Resistance to the IFN system was previously described for three members of Bunyaviridae family, CARV (Brinton et al., 1993), Rift Valey fever virus (Bouloy et al., 2001), and Bunyamwera virus (Weber et al., 2002, Léonard et al., 2006). Brinton et al. (1993), corroborating the results obtained by us, observed that CARV resisted antiviral action of immmunomodulators, such as IFN-α and IFN-β. However, the escape mechanism of CARV was not studied by the authors. Rift Valey fever and Bunyamwera viruses presented resistance to the IFN system associated with the non-structural protein NSs which is encoded during viral replication. This protein showed to be able to block the production of IFNα/β through the inhibition of transcription factors (Bouloy et al., 2001, Weber et al., 2002). Additionally, a recent study has demonstrated that the NSs protein is also able to inhibit the IFN response through the interaction with the MED8 component of Mediator, a protein complex necessary for mRNA production (Léonard et al., 2006). In our study, both cells and mice received high doses of exogenous IFN-α and a possible inhibition of the production of endogenous IFN-α by orthobunyaviruses would not be sufficient to block the antiviral effects derived from exogenous IFN-α. Moreover, it is known that Vero E6 cells have an IFN I gene deficiency and thus they are unable to express endogenous type I IFN (Mosca and Pitha, 1986). However, the IFN-dependent pathways are functional and can be activated by exogenously provided IFN (Mosca and Pitha, 1986). Thus, it is possible that the studied orthobunyaviruses present a escape mechanism similar to that recently described for Bunyamwera virus (Léonard et al., 2006), being able to inhibit the responses produced by IFN after association with the cell surface receptor. It would be interesting to further elucidate the escape mechanisms used by different bunyaviruses, especially those etiologically related to human diseases.

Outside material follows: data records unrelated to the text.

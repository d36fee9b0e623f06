//! Prestalink DB - PostgreSQL persistence
//!
//! [`PgStore`] implements every storage port of `prestalink-core` on top of
//! a `sqlx` pool. The schema lives in `schema.sql` and is applied with
//! [`apply_schema`].

pub mod repository;

pub use repository::PgStore;

use prestalink_core::error::AppError;
use sqlx::PgPool;

/// Creates missing tables and indexes.
pub async fn apply_schema(pool: &PgPool) -> Result<(), AppError> {
    sqlx::raw_sql(include_str!("schema.sql"))
        .execute(pool)
        .await
        .map_err(AppError::DatabaseError)?;
    Ok(())
}
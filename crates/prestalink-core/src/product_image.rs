//! Product image import: mapping rules, resize utility and the typed view of a
//! mapped image.

use std::collections::BTreeMap;
use std::io::Cursor;

use base64::engine::general_purpose;
use base64::Engine;
use futures::future::{self, FutureExt};
use image::imageops::FilterType;
use image::{DynamicImage, ImageFormat};

use crate::error::AppError;
use crate::mapper::{MapContext, MapFuture, Mapper, MappingRule};
use crate::models::{FieldSet, FieldValue, ImageImportType, LocalId, Model, RemoteRecord};
use crate::ports::{BindingStore, ImageResizer};

/// Model every imported image is attached to.
pub const OWNER_MODEL: &str = "product.template";

/// Builds the product image mapper.
pub fn product_image_mapper<S: BindingStore>() -> Result<Mapper<S>, AppError> {
    Mapper::new(
        Model::ProductImage,
        vec![
            MappingRule {
                name: "from_template",
                keys: &["owner_id", "name"],
                apply: from_template::<S>,
            },
            MappingRule {
                name: "backend_id",
                keys: &["backend_id"],
                apply: backend_id::<S>,
            },
            MappingRule {
                name: "extension",
                keys: &["extension"],
                apply: extension::<S>,
            },
            MappingRule {
                name: "image_url",
                keys: &["url", "file_db_store"],
                apply: image_url::<S>,
            },
            MappingRule {
                name: "filename",
                keys: &["filename"],
                apply: filename::<S>,
            },
            MappingRule {
                name: "storage",
                keys: &["storage"],
                apply: storage::<S>,
            },
            MappingRule {
                name: "owner_model",
                keys: &["owner_model"],
                apply: owner_model::<S>,
            },
        ],
    )
}

fn fields<const N: usize>(pairs: [(&str, FieldValue); N]) -> FieldSet {
    pairs
        .into_iter()
        .map(|(k, v)| (k.to_string(), v))
        .collect()
}

/// Owner template and display name. The template must already be imported.
fn from_template<'a, S: BindingStore>(
    record: &'a RemoteRecord,
    ctx: &'a MapContext<'a, S>,
) -> MapFuture<'a> {
    async move {
        let template_id = record.remote_id("id_product")?;
        let image_id = record.remote_id("id_image")?;
        let template = ctx
            .binder_for(Model::ProductTemplate)
            .to_record(template_id)
            .await?
            .ok_or(AppError::MissingBinding {
                model: Model::ProductTemplate,
                remote_id: template_id,
            })?;
        Ok(fields([
            ("owner_id", FieldValue::Int(template.id)),
            ("name", format!("{}_{}", template.name, image_id).into()),
        ]))
    }
    .boxed_local()
}

fn backend_id<'a, S>(_record: &'a RemoteRecord, ctx: &'a MapContext<'a, S>) -> MapFuture<'a> {
    future::ready(Ok(fields([("backend_id", FieldValue::Int(ctx.backend.id))]))).boxed_local()
}

fn extension<'a, S>(record: &'a RemoteRecord, _ctx: &'a MapContext<'a, S>) -> MapFuture<'a> {
    let result = record
        .str_field("type")
        .map(|mime| fields([("extension", extension_for_mime(mime).into())]));
    future::ready(result).boxed_local()
}

/// `url` or `file_db_store`, depending on the backend's import mode.
fn image_url<'a, S>(record: &'a RemoteRecord, ctx: &'a MapContext<'a, S>) -> MapFuture<'a> {
    let result = match ctx.backend.import_image_type {
        ImageImportType::Url => record
            .str_field("full_public_url")
            .map(|url| fields([("url", url.into())])),
        ImageImportType::Db => image_payload(record, ctx.backend.resize_images, ctx.resizer)
            .map(|data| fields([("file_db_store", FieldValue::Bytes(data))])),
    };
    future::ready(result).boxed_local()
}

fn image_payload(
    record: &RemoteRecord,
    resize: bool,
    resizer: &dyn ImageResizer,
) -> Result<Vec<u8>, AppError> {
    let encoded = record.str_field("content")?;
    let data = general_purpose::STANDARD
        .decode(encoded.trim())
        .map_err(|e| AppError::InvalidField {
            field: "content".to_string(),
            reason: e.to_string(),
        })?;
    if !resize {
        return Ok(data);
    }
    resizer
        .resize(&data)?
        .take(ImageVariant::Medium)
        .ok_or_else(|| AppError::ImageResize("resizer returned no medium variant".to_string()))
}

// Stored name always ends in .jpg, whatever the actual type.
fn filename<'a, S>(record: &'a RemoteRecord, _ctx: &'a MapContext<'a, S>) -> MapFuture<'a> {
    let result = record
        .remote_id("id_image")
        .map(|id| fields([("filename", format!("{}.jpg", id).into())]));
    future::ready(result).boxed_local()
}

fn storage<'a, S>(_record: &'a RemoteRecord, ctx: &'a MapContext<'a, S>) -> MapFuture<'a> {
    let mode = ctx.backend.import_image_type.as_str();
    future::ready(Ok(fields([("storage", mode.into())]))).boxed_local()
}

fn owner_model<'a, S>(_record: &'a RemoteRecord, _ctx: &'a MapContext<'a, S>) -> MapFuture<'a> {
    future::ready(Ok(fields([("owner_model", OWNER_MODEL.into())]))).boxed_local()
}

/// File extension, with leading dot, for a MIME type. `None` when unknown.
pub fn extension_for_mime(mime: &str) -> Option<String> {
    ImageFormat::from_mime_type(mime.trim())
        .and_then(|format| format.extensions_str().first().copied())
        .map(|ext| format!(".{}", ext))
}

/// Named outputs of an [`ImageResizer`].
#[derive(Debug, Clone, Copy, PartialEq, Eq, PartialOrd, Ord, Hash)]
pub enum ImageVariant {
    Big,
    Medium,
    Small,
}

/// Resized variants keyed by name.
#[derive(Debug, Clone, Default, PartialEq)]
pub struct ResizedImages(BTreeMap<ImageVariant, Vec<u8>>);

impl ResizedImages {
    pub fn insert(&mut self, variant: ImageVariant, data: Vec<u8>) {
        self.0.insert(variant, data);
    }

    pub fn get(&self, variant: ImageVariant) -> Option<&[u8]> {
        self.0.get(&variant).map(Vec::as_slice)
    }

    pub fn take(mut self, variant: ImageVariant) -> Option<Vec<u8>> {
        self.0.remove(&variant)
    }
}

/// Aspect-preserving resizer producing `big` and `medium` variants.
///
/// JPEG input stays JPEG; every other format is re-encoded as PNG.
#[derive(Debug, Clone, Copy)]
pub struct ThumbnailResizer {
    pub big: u32,
    pub medium: u32,
}

impl Default for ThumbnailResizer {
    fn default() -> Self {
        Self {
            big: 1024,
            medium: 128,
        }
    }
}

impl ImageResizer for ThumbnailResizer {
    fn resize(&self, data: &[u8]) -> Result<ResizedImages, AppError> {
        let format =
            image::guess_format(data).map_err(|e| AppError::ImageResize(e.to_string()))?;
        let img = image::load_from_memory_with_format(data, format)
            .map_err(|e| AppError::ImageResize(e.to_string()))?;

        let mut out = ResizedImages::default();
        for (variant, side) in [(ImageVariant::Big, self.big), (ImageVariant::Medium, self.medium)] {
            let resized = if img.width() <= side && img.height() <= side {
                img.clone()
            } else {
                img.resize(side, side, FilterType::Lanczos3)
            };
            out.insert(variant, encode(resized, format)?);
        }
        Ok(out)
    }
}

fn encode(img: DynamicImage, source: ImageFormat) -> Result<Vec<u8>, AppError> {
    let (img, format) = match source {
        ImageFormat::Jpeg => (DynamicImage::ImageRgb8(img.to_rgb8()), ImageFormat::Jpeg),
        _ => (img, ImageFormat::Png),
    };
    let mut buffer = Cursor::new(Vec::new());
    img.write_to(&mut buffer, format)
        .map_err(|e| AppError::ImageResize(e.to_string()))?;
    Ok(buffer.into_inner())
}

/// Typed view of a mapped product image, as stores persist it.
#[derive(Debug, Clone, PartialEq)]
pub struct ImageAttachment {
    pub owner_id: LocalId,
    pub owner_model: String,
    pub name: String,
    pub extension: Option<String>,
    pub url: Option<String>,
    pub file_db_store: Option<Vec<u8>>,
    pub filename: String,
    pub storage: String,
}

impl TryFrom<&FieldSet> for ImageAttachment {
    type Error = AppError;

    fn try_from(fields: &FieldSet) -> Result<Self, Self::Error> {
        let text = |key: &str| -> Result<String, AppError> {
            fields
                .get(key)
                .and_then(FieldValue::as_text)
                .map(str::to_string)
                .ok_or_else(|| AppError::InvalidField {
                    field: key.to_string(),
                    reason: "missing or not text".to_string(),
                })
        };
        let optional_text = |key: &str| fields.get(key).and_then(FieldValue::as_text).map(str::to_string);

        let owner_id = fields
            .get("owner_id")
            .and_then(FieldValue::as_int)
            .ok_or_else(|| AppError::InvalidField {
                field: "owner_id".to_string(),
                reason: "missing or not an id".to_string(),
            })?;
        let file_db_store = match fields.get("file_db_store") {
            Some(FieldValue::Bytes(data)) => Some(data.clone()),
            _ => None,
        };

        Ok(Self {
            owner_id,
            owner_model: text("owner_model")?,
            name: text("name")?,
            extension: optional_text("extension"),
            url: optional_text("url"),
            file_db_store,
            filename: text("filename")?,
            storage: text("storage")?,
        })
    }
}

It is important to mention that the cytokines tested in this study are part of a large group of existing IFNs-α (Foster and Finter, 1998, Yeow et al., 1998). Therefore, we cannot affirm whether other IFNs-α would present a similar antiviral activity to that observed here. For instance, Tan et al. (2004) evaluated the in vitro antiviral activity of four types of IFN-α, Roferon®-A (IFN-α-2a), Intron A (IFN-α-2b), Wellferon (IFN-α-n1) and Alferon (IFN-α-n3), on SARS Coronavirus (SARS-CoV) and observed that only two out of them, Wellferon and Alferon, were able to inhibit the cytophatic effect caused by this virus in Vero E6 cell cultures. Mechanisms for explaining these differences in activity of IFNs-α are unknown. We may suppose that it could be related to distinct IFN-α sources because some preparations are derived from human lymphoblastoid or leukocyte cells, while other preparations are recombinantly produced in Escherichia coli or mammalian cell culture (Foster and Finter, 1998). In particular, the IFNs-α used in our experiments were the Roferon®-A and the IFN-αA, both produced in E. coli.

In conclusion, our results demonstrated that the IFN-α presents in vitro antiviral activity on CARV, GMAV and TCMV, but this activity is limited and was not confirmed by in vivo experiments. Therefore, IFN-α-2a could not be considered a suitable therapeutic drug for illnesses caused by these viruses. However, IFN-α presented in vitro and in vivo prophylactic antiviral activities on OROV and GROV and also showed therapeutic antiviral action on GROV. Thus, IFN-α-2a could be potentially useful in the prevention of diseases caused by Oropouche virus and in the prevention and/or treatment of diseases caused by Guaroa virus, mainly during epidemics or after occurrence of a laboratory accident.